Tuesday, July 31, 2012

The Uprooting :: Golden Threads for the Journey {Part 1}

jjandsusie

{The kids at the closing banquet for SpeakoutSmileHungarians & Americans commented on how friendly and caring our kids are…they had their own ministry with everyone…mama&daddy are so blessedSmile}

Dear Friends, Family, Faithful Readers,

I hope you find your way back to this place.  Not because I want a lot of ‘traffic’ here, but because the LORD has kept me blogging/writing as a means of preserving me and, as an extra gift, has shown me how that invitation into my own inward journey can and does bless the lives of others.  My hope is that your finding your way back here will bless you, namely, with a deeper understanding of the heart of God.

It is a little less than 3 months since we moved to Hungary.  So much has happened in the way of acclimating to all things necessary for living adequately in this foreign land.  We have found and moved into our own ‘home’ and it is a true gift.  I have had several appointments with the doctor who will guide me and baby through the rest of the pregnancy here.  We have been living away from Budapest, in Keszthely, for the last few weeks as we have re-launched into ministry with Hungarian teenagers, participating in our 4th Speakout English Camp!

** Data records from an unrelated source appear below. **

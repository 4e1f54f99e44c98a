// src/providers/types.rs
use anyhow::Result;

/// One stock quote as the aggregator needs it: numeric fields only, no
/// provider-specific payloads.
#[derive(Debug, Clone, serde::Serialize, serde::Deserialize, PartialEq)]
pub struct Quote {
    pub symbol: String,
    pub price: f64,
    /// Percent change on the day, e.g. 2.4 for +2.4%.
    pub change_pct: f64,
    pub volume: u64,
    pub market_cap: u64,
}

/// Aggregate news sentiment for a query.
#[derive(Debug, Clone, serde::Serialize, serde::Deserialize, PartialEq)]
pub struct SentimentRecord {
    /// Sentiment score in [-1, 1].
    pub sentiment: f64,
    /// Narrative intensity in [0, 1].
    pub intensity: f64,
    pub article_count: u32,
}

#[async_trait::async_trait]
pub trait MarketDataSource: Send + Sync {
    async fn quote(&self, symbol: &str) -> Result<Quote>;
    fn name(&self) -> &'static str;
}

#[async_trait::async_trait]
pub trait SentimentSource: Send + Sync {
    async fn sentiment(&self, query: &str) -> Result<SentimentRecord>;
    fn name(&self) -> &'static str;
}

In less than a week we will return ‘home’ to Budapest and complete processes that we have begun, like obtaining our residence permits/visas, enrolling the kids in ‘ovoda’ or pre-school, designing our own language study program and beginning it {this is our full-time job for the next 2 years!}, preparing for the arrival of a baby {which has included potty-training and transitioning to a bed for #2 all in the midst of travel…yes, pretty crazyWinking smile}, and completing our own overall settling into our home.  Oh, and I can’t forget, my own {relative} mastery of driving here, which includes proficiency with a manual {stick-shift} car and just understanding all of the new signs and rules here…the process has been harrowing, ludicrous, CRAZY FUN so far!

When I was thinking of the best way to organize my thoughts to process my inward journey amidst all of this change, I settled on some ‘golden threads’ that will be feeding and sustaining we as I navigate life overseas.  These I want to share in a series with you, one or two at a time. It is my deepest prayer that in the sharing we would all deepen in the ‘knowledge of the glory of God in the face of Christ.’

Here goes ::

Uprooting shows false identities for what they truly are.  {Dwell} secure is my word for this year.  As I was sharing this with my mentor here, I prefaced it with how I came to pick this phrase by saying, “{in} moving overseas, I knew my identity would be rocked and shaken” so dwelling secure as my Abba Father intends for me is the only way to get through this and bring glory to God.”

If nearly three months are any indication, this laying bare of all that is a part of my false identity is an inevitable reality of this great big transition here.  There is no need to wonder IF all that I cling to other than Christ in God {Colossians 3:1} will be revealed, it’s only to know HOW and WHEN.  New relationships, new roles in home and ministry, a new language and culture, a new way of driving/roads, new stores and packages for food, a new environment {city vs. suburb} all make me feel quite often like a frightened little child.

The tears and brokenness that come from trusting in my own competence in any.thing. have been constant companions.  This reality made known through moving overseas shows me just how deeply I live in false security in a life that is {relatively} comfortable.  I must die to each sense of self-worth based on my own ability to do well, RIGHT NOW. 

How can I feel competent when I don’t even know what I’m reading on a label or how to ask the right question?  I am that lost little child who has so much to learn and I am absolutely dependent upon others in a practical sense, and ultimately upon the One who is Present in all things.

While I am determined to learn everything I can and become a competent adult able to function well in this new world, this CANNOT BE my singular goal and vision.  I will miss this golden thread of opportunity to daily, moment by moment, die to the false identity.  I’ll miss coming with a raw, child-like heart to this God whose heart is overwhelmingly moved to compassion for one like me, right now, in the uprooting, in the new that undoes the old, the weak that undoes the strong, and the soft and pliable that undoes the hard and proud.

And so the lens is beginning to focus and the great gift of this journey is being revealed one golden thread at a time.  How can I be afraid when I see it is all to lead me deeper into the boundless love, the matchless grace, the overwhelming pursuit of one like me by One So Beautiful as He?